Most organizations will employ more than one network administrator. This can pose a serious problem if policies and procedures are not clearly outlined when it comes to making changes to the existing network. Let’s say for example, that one network administrator spends countless hours securing the existing infrastructure. One of the other network administrators proceeds to make a change, such as adding a new server to the network or making a change to a security setting, without notifying any of the other administrators. Essentially what this does is create vulnerability in the security of the existing infrastructure. This is where change and configuration management come into play.

Communication is the key to any good relationship. The main idea behind change and configuration management is also communication. Anytime there is a change to be made, whether it is the addition of another server or a configuration change on a domain controller, the necessary parties should first be notified. In other words, before any changes are made, the proper channels must first be followed.
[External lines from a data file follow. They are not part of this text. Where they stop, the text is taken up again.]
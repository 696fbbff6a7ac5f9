use crate::errors::{RelayError, RelayResult};
use serde::{Deserialize, Serialize};

/// Content attributes of a chat message, one flag per kind of payload it carries.
#[derive(Debug, Clone, Copy, Default, PartialEq, Eq)]
pub struct ContentFlags {
    pub animation: bool,
    pub text: bool,
    pub audio: bool,
    pub photo: bool,
    pub sticker: bool,
    pub video: bool,
    pub voice: bool,
    pub document: bool,
    pub video_note: bool,
    /// Forwarded from a user.
    pub forward: bool,
    /// Forwarded from a chat or channel.
    pub repost: bool,
    pub edited: bool,
}

/// Canonical chat message extracted from a platform update.
#[derive(Debug, Clone, PartialEq, Eq)]
pub struct InboundMessage {
    /// 0 when the platform reports no sender (e.g. anonymous channel posts).
    pub sender_id: i64,
    pub chat_id: i64,
    pub message_id: i32,
    pub text: String,
    pub flags: ContentFlags,
}

/// Platform-neutral view of one update. Only new and edited messages are carried;
/// every other update kind arrives with both slots empty.
#[derive(Debug, Clone, Default, PartialEq, Eq)]
pub struct PlatformUpdate {
    pub message: Option<InboundMessage>,
    pub edited_message: Option<InboundMessage>,
}

impl PlatformUpdate {
    pub fn new_message(msg: InboundMessage) -> Self {
        Self {
            message: Some(msg),
            edited_message: None,
        }
    }

    pub fn edited(msg: InboundMessage) -> Self {
        Self {
            message: None,
            edited_message: Some(msg),
        }
    }

    /// Pick the canonical message: the new message if present, else the edited one.
    pub fn into_message(self) -> RelayResult<InboundMessage> {
        self.message
            .or(self.edited_message)
            .ok_or(RelayError::NoMessage)
    }
}

/// Classified message published to the events topic.
#[derive(Debug, Clone, PartialEq, Eq, Serialize, Deserialize)]
#[serde(rename_all = "camelCase")]
pub struct EventPayload {
    pub user_id: i64,
    pub chat_id: i64,
    pub message_id: i32,
    pub text: String,
    pub types: Vec<String>,
    pub timestamp: i64,
}

/// Instruction consumed from the commands topic.
#[derive(Debug, Clone, PartialEq, Eq, Serialize, Deserialize)]
#[serde(rename_all = "camelCase")]
pub struct SendRequest {
    #[serde(default)]
    pub chat_id: i64,
    /// 0 means "not a reply".
    #[serde(default)]
    pub reply_to_message_id: i32,
    #[serde(default)]
    pub text: String,
}

impl SendRequest {
    /// Check every rule and report all violations together.
    pub fn validate(&self) -> RelayResult<()> {
        let mut violations = Vec::new();
        if self.chat_id == 0 {
            violations.push("no chat id".to_string());
        }
        if self.text.is_empty() {
            violations.push("no text".to_string());
        }
        if violations.is_empty() {
            Ok(())
        } else {
            Err(RelayError::Validation(violations))
        }
    }

    pub fn is_reply(&self) -> bool {
        self.reply_to_message_id != 0
    }
}
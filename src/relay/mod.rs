//! The relay control loop.
//!
//! Platform updates are classified and published on their own task so a slow publish
//! never stalls update intake. Broker commands are decoded and dispatched in-line, one at
//! a time.

use crate::bus::codec::{decode_send_request, encode_event};
use crate::bus::{Broker, EventPayload, PlatformUpdate, SendRequest};
use crate::channels::ChatPlatform;
use crate::classify::classify;
use crate::config::TopicsConfig;
use crate::errors::{RelayError, RelayResult};
use chrono::Utc;
use std::sync::Arc;
use std::time::Duration;
use tokio::sync::mpsc;
use tokio::task::JoinHandle;
use tracing::{debug, error, info, warn};

pub struct Relay {
    platform: Arc<dyn ChatPlatform>,
    broker: Arc<dyn Broker>,
    topics: TopicsConfig,
    publish_timeout: Duration,
}

impl Relay {
    pub fn new(
        platform: Arc<dyn ChatPlatform>,
        broker: Arc<dyn Broker>,
        topics: TopicsConfig,
        publish_timeout: Duration,
    ) -> Self {
        Self {
            platform,
            broker,
            topics,
            publish_timeout,
        }
    }

    /// Multiplex updates and commands. Never returns `Ok`; the loop ends with
    /// `StreamClosed` as soon as either stream closes.
    pub async fn run(
        &self,
        mut updates: mpsc::Receiver<PlatformUpdate>,
        mut commands: mpsc::Receiver<String>,
    ) -> RelayResult<()> {
        info!(
            "relay running: events -> '{}', commands <- '{}'",
            self.topics.events, self.topics.commands
        );

        let closed = loop {
            tokio::select! {
                update = updates.recv() => match update {
                    Some(update) => {
                        // Fire-and-forget; the task logs its own outcome
                        drop(self.spawn_publish(update));
                    }
                    None => break format!("{} update", self.platform.name()),
                },
                command = commands.recv() => match command {
                    Some(raw) => {
                        if let Err(e) = self.handle_command(&raw).await {
                            log_dropped_command(&e);
                        }
                    }
                    None => break format!("commands topic '{}'", self.topics.commands),
                },
            }
        };

        error!("relay loop stopped: {} stream closed", closed);
        Err(RelayError::StreamClosed(closed))
    }

    /// Classify `update` and publish it on a separate task, bounded by the publish
    /// deadline. Expiry abandons this publish only.
    pub fn spawn_publish(&self, update: PlatformUpdate) -> JoinHandle<()> {
        let broker = self.broker.clone();
        let topic = self.topics.events.clone();
        let deadline = self.publish_timeout;

        tokio::spawn(async move {
            match tokio::time::timeout(deadline, publish_update(broker.as_ref(), &topic, update))
                .await
            {
                Ok(Ok(())) => {}
                Ok(Err(RelayError::NoMessage)) => debug!("update carries no message, skipped"),
                Ok(Err(e)) => warn!("unable to publish to '{}': {}", topic, e),
                Err(_) => warn!(
                    "publish to '{}' abandoned after {}s deadline",
                    topic,
                    deadline.as_secs_f64()
                ),
            }
        })
    }

    /// Decode, validate and dispatch one raw command.
    pub async fn handle_command(&self, raw: &str) -> RelayResult<()> {
        let request = decode_send_request(raw)?;
        self.dispatch(&request).await
    }

    async fn dispatch(&self, request: &SendRequest) -> RelayResult<()> {
        if request.is_reply() {
            debug!(
                "replying to message {} in chat {}",
                request.reply_to_message_id, request.chat_id
            );
            self.platform
                .reply_to(request.chat_id, request.reply_to_message_id, &request.text)
                .await
        } else {
            debug!("sending message to chat {}", request.chat_id);
            self.platform.send(request.chat_id, &request.text).await
        }
    }
}

/// Extract and classify the canonical message of `update`.
pub fn build_event(update: PlatformUpdate, timestamp: i64) -> RelayResult<EventPayload> {
    let msg = update.into_message()?;
    let types = classify(&msg);
    Ok(EventPayload {
        user_id: msg.sender_id,
        chat_id: msg.chat_id,
        message_id: msg.message_id,
        text: msg.text,
        types,
        timestamp,
    })
}

async fn publish_update(broker: &dyn Broker, topic: &str, update: PlatformUpdate) -> RelayResult<()> {
    let event = build_event(update, Utc::now().timestamp())?;
    let payload = encode_event(&event)?;
    broker
        .publish(topic, &payload)
        .await
        .map_err(|e| RelayError::delivery(format!("topic '{}'", topic), format!("{:#}", e)))?;
    debug!(
        "published message {} from chat {} as {:?}",
        event.message_id, event.chat_id, event.types
    );
    Ok(())
}

fn log_dropped_command(err: &RelayError) {
    match err {
        RelayError::MalformedPayload(_) | RelayError::Validation(_) => {
            warn!("unable to get message from commands topic: {}", err);
        }
        RelayError::Delivery { .. } => warn!("{}", err),
        other => warn!("command dropped: {}", other),
    }
}
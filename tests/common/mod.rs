// Shared test helpers; not every test binary uses every item.
#![allow(unused)]

use async_trait::async_trait;
use std::sync::{Arc, Mutex};
use std::time::Duration;
use telebridge::bus::{Broker, ContentFlags, InboundMessage, PlatformUpdate};
use telebridge::channels::ChatPlatform;
use telebridge::config::TopicsConfig;
use telebridge::errors::{RelayError, RelayResult};
use telebridge::relay::Relay;
use tokio::sync::mpsc;

#[derive(Debug, Clone, PartialEq, Eq)]
pub enum PlatformCall {
    Send { chat_id: i64, text: String },
    Reply { chat_id: i64, message_id: i32, text: String },
}

#[derive(Default)]
pub struct FakePlatform {
    pub calls: Arc<Mutex<Vec<PlatformCall>>>,
    /// Chats whose deliveries fail.
    pub failing_chats: Vec<i64>,
}

impl FakePlatform {
    pub fn calls(&self) -> Vec<PlatformCall> {
        self.calls.lock().unwrap().clone()
    }
}

#[async_trait]
impl ChatPlatform for FakePlatform {
    fn name(&self) -> &str {
        "fake"
    }

    async fn start(&self) -> anyhow::Result<mpsc::Receiver<PlatformUpdate>> {
        anyhow::bail!("tests feed updates directly")
    }

    async fn send(&self, chat_id: i64, text: &str) -> RelayResult<()> {
        self.calls.lock().unwrap().push(PlatformCall::Send {
            chat_id,
            text: text.to_string(),
        });
        if self.failing_chats.contains(&chat_id) {
            return Err(RelayError::delivery(format!("chat {}", chat_id), "forbidden"));
        }
        Ok(())
    }

    async fn reply_to(&self, chat_id: i64, message_id: i32, text: &str) -> RelayResult<()> {
        self.calls.lock().unwrap().push(PlatformCall::Reply {
            chat_id,
            message_id,
            text: text.to_string(),
        });
        Ok(())
    }
}

#[derive(Default)]
pub struct FakeBroker {
    pub published: Arc<Mutex<Vec<(String, String)>>>,
    /// Publishing a message whose text equals this key waits before completing.
    pub slow_text: Option<(String, Duration)>,
}

impl FakeBroker {
    pub fn published(&self) -> Vec<(String, String)> {
        self.published.lock().unwrap().clone()
    }
}

#[async_trait]
impl Broker for FakeBroker {
    async fn publish(&self, topic: &str, message: &str) -> anyhow::Result<()> {
        if let Some((ref text, delay)) = self.slow_text
            && message.contains(&format!("\"text\":\"{}\"", text))
        {
            tokio::time::sleep(delay).await;
        }
        self.published
            .lock()
            .unwrap()
            .push((topic.to_string(), message.to_string()));
        Ok(())
    }

    async fn subscribe(&self, _topics: &[String]) -> anyhow::Result<mpsc::Receiver<String>> {
        anyhow::bail!("tests feed commands directly")
    }
}

pub fn text_message(message_id: i32, text: &str) -> InboundMessage {
    InboundMessage {
        sender_id: 1,
        chat_id: 100,
        message_id,
        text: text.to_string(),
        flags: ContentFlags {
            text: !text.is_empty(),
            ..ContentFlags::default()
        },
    }
}

pub fn make_relay(
    platform: Arc<FakePlatform>,
    broker: Arc<FakeBroker>,
    publish_timeout: Duration,
) -> Relay {
    Relay::new(platform, broker, TopicsConfig::default(), publish_timeout)
}

/// Poll `check` until it returns true or `timeout` elapses.
pub async fn wait_for<F: Fn() -> bool>(check: F, timeout: Duration) -> bool {
    let deadline = tokio::time::Instant::now() + timeout;
    while tokio::time::Instant::now() < deadline {
        if check() {
            return true;
        }
        tokio::time::sleep(Duration::from_millis(10)).await;
    }
    check()
}
//! Owner of the live module handle.
//!
//! `ModuleState` replaces a bare page-global variable: it is created by
//! whoever hosts the loader and passed (behind an `Rc`) to anything that
//! needs the handle. Each page normally holds exactly one.

use std::cell::{Cell, RefCell};
use std::rc::Rc;

/// Slot holding at most one instantiated module handle.
///
/// Starts empty (`Uninitialized`). [`set_handle`](ModuleState::set_handle)
/// is the only writer.
///
/// # Examples
///
/// ```rust
/// use gbemu_site::ModuleState;
///
/// let state = ModuleState::new();
/// assert!(!state.is_initialized());
///
/// state.set_handle("exports");
/// assert_eq!(state.handle().as_deref(), Some(&"exports"));
/// ```
#[derive(Debug)]
pub struct ModuleState<H> {
    handle: RefCell<Option<Rc<H>>>,
    assignments: Cell<u64>,
}

impl<H> ModuleState<H> {
    /// Create an empty state.
    pub fn new() -> Self {
        ModuleState {
            handle: RefCell::new(None),
            assignments: Cell::new(0),
        }
    }

    /// Replace the current handle with `handle`.
    ///
    /// No validation of the prior state is done. The state releases its
    /// reference to the previous handle here, so it only ever holds one.
    /// Readers that cloned the previous handle keep it alive on their own.
    pub fn set_handle(&self, handle: H) {
        let previous = self.handle.replace(Some(Rc::new(handle)));
        drop(previous);
        self.assignments.set(self.assignments.get() + 1);
    }

    /// The current handle, if one has been recorded.
    ///
    /// No borrow of the state outlives this call, so holding the returned
    /// handle never blocks the setter.
    pub fn handle(&self) -> Option<Rc<H>> {
        self.handle.borrow().clone()
    }

    /// Whether a handle has been recorded.
    pub fn is_initialized(&self) -> bool {
        self.handle.borrow().is_some()
    }

    /// Number of times the setter has run.
    pub fn assignments(&self) -> u64 {
        self.assignments.get()
    }
}

impl<H> Default for ModuleState<H> {
    fn default() -> Self {
        Self::new()
    }
}

#[cfg(test)]
mod tests {
    use super::*;

    #[test]
    fn test_new_state_is_empty() {
        let state: ModuleState<u32> = ModuleState::new();
        assert!(!state.is_initialized());
        assert!(state.handle().is_none());
        assert_eq!(state.assignments(), 0);
    }

    #[test]
    fn test_set_handle_replaces_and_releases_previous() {
        let first = Rc::new(1);
        let second = Rc::new(2);
        let state = ModuleState::new();

        state.set_handle(Rc::clone(&first));
        assert_eq!(Rc::strong_count(&first), 2);

        state.set_handle(Rc::clone(&second));
        assert_eq!(Rc::strong_count(&first), 1, "old handle must be released");
        assert_eq!(**state.handle().unwrap(), 2);
        assert_eq!(state.assignments(), 2);
    }

    #[test]
    fn test_set_handle_while_reader_holds_previous() {
        let state = ModuleState::new();
        state.set_handle("H1");

        let reader = state.handle().unwrap();
        state.set_handle("H2");

        assert_eq!(*reader, "H1");
        assert_eq!(state.handle().as_deref(), Some(&"H2"));
    }
}
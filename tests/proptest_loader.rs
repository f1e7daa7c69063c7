//! Property-based tests for loader invariants.
//!
//! These tests use proptest to check that `run` is a faithful pass-through
//! and that repeated initialization keeps exactly one handle, the latest.

use futures::executor::block_on;
use gbemu_site::{LoaderPhase, ModuleLoader};
use proptest::prelude::*;
use std::cell::RefCell;
use std::collections::VecDeque;
use std::rc::Rc;

/// Handle that counts how many of its instances are alive.
#[derive(Debug)]
struct TrackedHandle {
    id: u32,
    live: Rc<RefCell<u32>>,
}

impl TrackedHandle {
    fn new(id: u32, live: &Rc<RefCell<u32>>) -> Self {
        *live.borrow_mut() += 1;
        TrackedHandle {
            id,
            live: Rc::clone(live),
        }
    }
}

impl Drop for TrackedHandle {
    fn drop(&mut self) {
        *self.live.borrow_mut() -= 1;
    }
}

proptest! {
    #[test]
    fn prop_run_returns_module_output(rom in prop::collection::vec(any::<u8>(), 0..512), seed in any::<u32>()) {
        let module = move |rom: Vec<u8>| -> Result<u32, String> {
            if rom.len() % 7 == 3 {
                return Err(format!("trap at {}", rom.len()));
            }
            Ok(rom.iter().fold(seed, |acc, &b| acc.rotate_left(5) ^ b as u32))
        };
        let loader = ModuleLoader::new(|| async { Ok::<_, ()>(()) }, module);

        // Before init, through the raw pass-through
        prop_assert_eq!(loader.run(rom.clone()), module(rom.clone()));

        // After init, through the readiness gate
        block_on(loader.init()).unwrap();
        prop_assert_eq!(loader.run_ready(rom.clone()), Ok(module(rom)));
    }

    #[test]
    fn prop_last_successful_init_wins(outcomes in prop::collection::vec(any::<Option<u32>>(), 1..24)) {
        let live = Rc::new(RefCell::new(0u32));
        let script: RefCell<VecDeque<Option<u32>>> = RefCell::new(outcomes.iter().copied().collect());
        let instantiator = || {
            let next = script.borrow_mut().pop_front().flatten();
            let handle = next.map(|id| TrackedHandle::new(id, &live));
            async move { handle.ok_or("rejected") }
        };
        let loader = ModuleLoader::new(instantiator, |_: ()| ());

        for _ in 0..outcomes.len() {
            let _ = block_on(loader.init());
            prop_assert!(*live.borrow() <= 1, "more than one handle alive");
        }

        let expected = outcomes.iter().rev().find_map(|o| *o);
        let recorded = loader.state().handle().map(|h| h.id);
        prop_assert_eq!(recorded, expected);

        let successes = outcomes.iter().filter(|o| o.is_some()).count() as u64;
        prop_assert_eq!(loader.state().assignments(), successes);

        let phase = if expected.is_some() { LoaderPhase::Ready } else { LoaderPhase::Failed };
        prop_assert_eq!(loader.phase(), phase);
    }
}
//! # gbemu Browser Bootstrap
//!
//! Loads the WebAssembly build of the gbemu Game Boy emulator into a web page
//! and hands control to it.
//!
//! The emulator itself is opaque here. This crate only:
//!
//! 1. asynchronously instantiates the compiled module,
//! 2. records the resulting module handle exactly once per successful
//!    instantiation, and
//! 3. exposes the module's own `run` entry point.
//!
//! ## Quick Start
//!
//! ```rust
//! use futures::executor::block_on;
//! use gbemu_site::{LoaderError, LoaderPhase, ModuleLoader};
//!
//! let loader = ModuleLoader::new(
//!     || async { Ok::<_, String>(42u32) },
//!     |rom: Vec<u8>| rom.first().copied(),
//! );
//!
//! // The gated accessor refuses until the handle is recorded
//! assert_eq!(
//!     loader.run_ready(vec![0xC3u8]),
//!     Err(LoaderError::NotReady { phase: LoaderPhase::Uninitialized })
//! );
//!
//! block_on(loader.init()).unwrap();
//! assert_eq!(loader.state().handle().as_deref(), Some(&42));
//! assert_eq!(loader.run_ready(vec![0xC3u8]), Ok(Some(0xC3)));
//! ```
//!
//! ## Modules
//!
//! - `instantiate` - the asynchronous instantiation capability
//! - `entry` - the module's execution entry point
//! - `state` - owner of the live module handle
//! - `loader` - lifecycle state machine tying the three together
//! - `wasm` - browser exports (`init`, `run`), behind the `wasm` feature

pub mod entry;
pub mod error;
pub mod instantiate;
pub mod loader;
pub mod state;

// Browser bindings (only compiled with the "wasm" feature)
#[cfg(feature = "wasm")]
pub mod wasm;

// Re-export public API
pub use entry::EntryPoint;
pub use error::LoaderError;
pub use instantiate::Instantiate;
pub use loader::{LoaderOptions, LoaderPhase, ModuleLoader, ReinitPolicy};
pub use state::ModuleState;
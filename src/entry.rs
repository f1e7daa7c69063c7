//! The module's own execution entry point.

/// The `run` export of the compiled module.
///
/// The loader forwards arguments to it as-is and hands back whatever it
/// returns. If the module fails, that failure is part of `Output` and is
/// never wrapped or translated.
///
/// Any `Fn(Args) -> R` is an entry point:
///
/// ```rust
/// use gbemu_site::EntryPoint;
///
/// let run = |rom: Vec<u8>| rom.len();
/// assert_eq!(run.run(vec![0x00, 0xC3]), 2);
/// ```
pub trait EntryPoint<Args> {
    /// Value (or result) produced by the module.
    type Output;

    /// Invoke the module's execution routine.
    fn run(&self, args: Args) -> Self::Output;
}

impl<F, Args, R> EntryPoint<Args> for F
where
    F: Fn(Args) -> R,
{
    type Output = R;

    fn run(&self, args: Args) -> R {
        self(args)
    }
}
//! WASM API for the page bootstrap.
//!
//! The emulator is built separately with wasm-pack into `./gbemu/`, next to
//! this crate's own output. Its glue module provides the two things the
//! page needs: a `default` export that instantiates the module, and `run`.
//!
//! ```js
//! import { init, run } from "./gbemu_site.js";
//!
//! await init();
//! runReady([romBytes]);
//! ```

use std::future::Future;
use std::rc::Rc;

use js_sys::Promise;
use wasm_bindgen::prelude::*;
use wasm_bindgen_futures::JsFuture;

use crate::{EntryPoint, Instantiate, LoaderError, ModuleLoader};

#[wasm_bindgen(raw_module = "./gbemu/gbemu.js")]
extern "C" {
    /// Compile and instantiate the emulator, resolving with its exports.
    #[wasm_bindgen(js_name = "default", catch)]
    fn init_wasm() -> Result<Promise, JsValue>;

    /// The emulator's own execution entry point.
    #[wasm_bindgen(js_name = run, variadic, catch)]
    fn module_run(args: &[JsValue]) -> Result<JsValue, JsValue>;
}

/// Instantiates the emulator through its glue module.
struct GlueInstantiator;

impl Instantiate for GlueInstantiator {
    type Handle = JsValue;
    type Error = JsValue;

    fn instantiate(&self) -> impl Future<Output = Result<JsValue, JsValue>> {
        async {
            let exports = JsFuture::from(init_wasm()?).await?;
            web_sys::console::log_1(&exports);
            Ok(exports)
        }
    }
}

/// Calls the glue module's `run` with the arguments spread out.
struct GlueRun;

impl<'a> EntryPoint<&'a [JsValue]> for GlueRun {
    type Output = Result<JsValue, JsValue>;

    fn run(&self, args: &'a [JsValue]) -> Self::Output {
        module_run(args)
    }
}

type PageLoader = ModuleLoader<GlueInstantiator, GlueRun>;

thread_local! {
    // One loader per page.
    static LOADER: Rc<PageLoader> = Rc::new(ModuleLoader::new(GlueInstantiator, GlueRun));
}

fn page_loader() -> Rc<PageLoader> {
    LOADER.with(Rc::clone)
}

/// Instantiation rejections reach JavaScript as the original rejection
/// value; loader errors become `Error` objects.
///
/// The rejection value is the one carried by `LoaderError::Instantiation`,
/// which the native `init` tests check is passed through as-is.
impl From<LoaderError<JsValue>> for JsValue {
    fn from(err: LoaderError<JsValue>) -> Self {
        match err {
            LoaderError::Instantiation(rejection) => rejection,
            other => {
                let message = other.map_instantiation(|_| String::new()).to_string();
                JsError::new(&message).into()
            }
        }
    }
}

/// Instantiate the emulator and record its exports.
///
/// Resolves with `undefined` once the module is ready. Rejects with the
/// host's error if instantiation fails, or with an `Error` if another
/// `init` is still pending.
#[wasm_bindgen]
pub async fn init() -> Result<(), JsValue> {
    page_loader().init().await?;
    Ok(())
}

/// Run the emulator with `args` spread as arguments to its `run` export.
///
/// The call goes straight to the emulator whatever state the page is in.
/// Anything the emulator throws is rethrown unchanged.
#[wasm_bindgen]
pub fn run(args: Vec<JsValue>) -> Result<JsValue, JsValue> {
    page_loader().run(args.as_slice())
}

/// Like `run`, but throws an `Error` if called before `init` has resolved.
#[wasm_bindgen(js_name = runReady)]
pub fn run_ready(args: Vec<JsValue>) -> Result<JsValue, JsValue> {
    page_loader().run_ready(args.as_slice())?
}

/// Whether `init` has completed successfully.
#[wasm_bindgen(js_name = isReady)]
pub fn is_ready() -> bool {
    page_loader().is_ready()
}

/// Current loader phase: `uninitialized`, `initializing`, `ready` or `failed`.
#[wasm_bindgen(js_name = loaderPhase)]
pub fn loader_phase() -> String {
    page_loader().phase().to_string()
}
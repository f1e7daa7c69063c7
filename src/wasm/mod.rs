//! WebAssembly bindings for the page bootstrap.
//!
//! This module is the page-facing side of the loader: it imports the
//! emulator's wasm-bindgen glue and exports `init` and `run` to JavaScript.

pub mod api;

pub use api::{init, is_ready, loader_phase, run, run_ready};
Now there are a number of different ways in which an organization can implement change and configuration control. Each company more than likely has established their own way of handling changes. One of the most common ways is to require anyone who has the ability to make changes to the existing infrastructure to first compile a change request form. The information in the change request form may include any of the following information:

• Name of the individual requesting the change
• Description of the proposed change
• The system and/or components that the change applies to
• When the change will occur and how long it will take
• Any foreseen problems that may arise from implementing the change
• Rollback plan
• Benefits/reasons for implementing the change

Once an administrator, or other user, fills out the required information within a change request form, it is submitted to the necessary parties who will determine whether the change request will be approved. In terms of security, this allows for a review process before a change is implemented to determine any security vulnerabilities that may arise from it.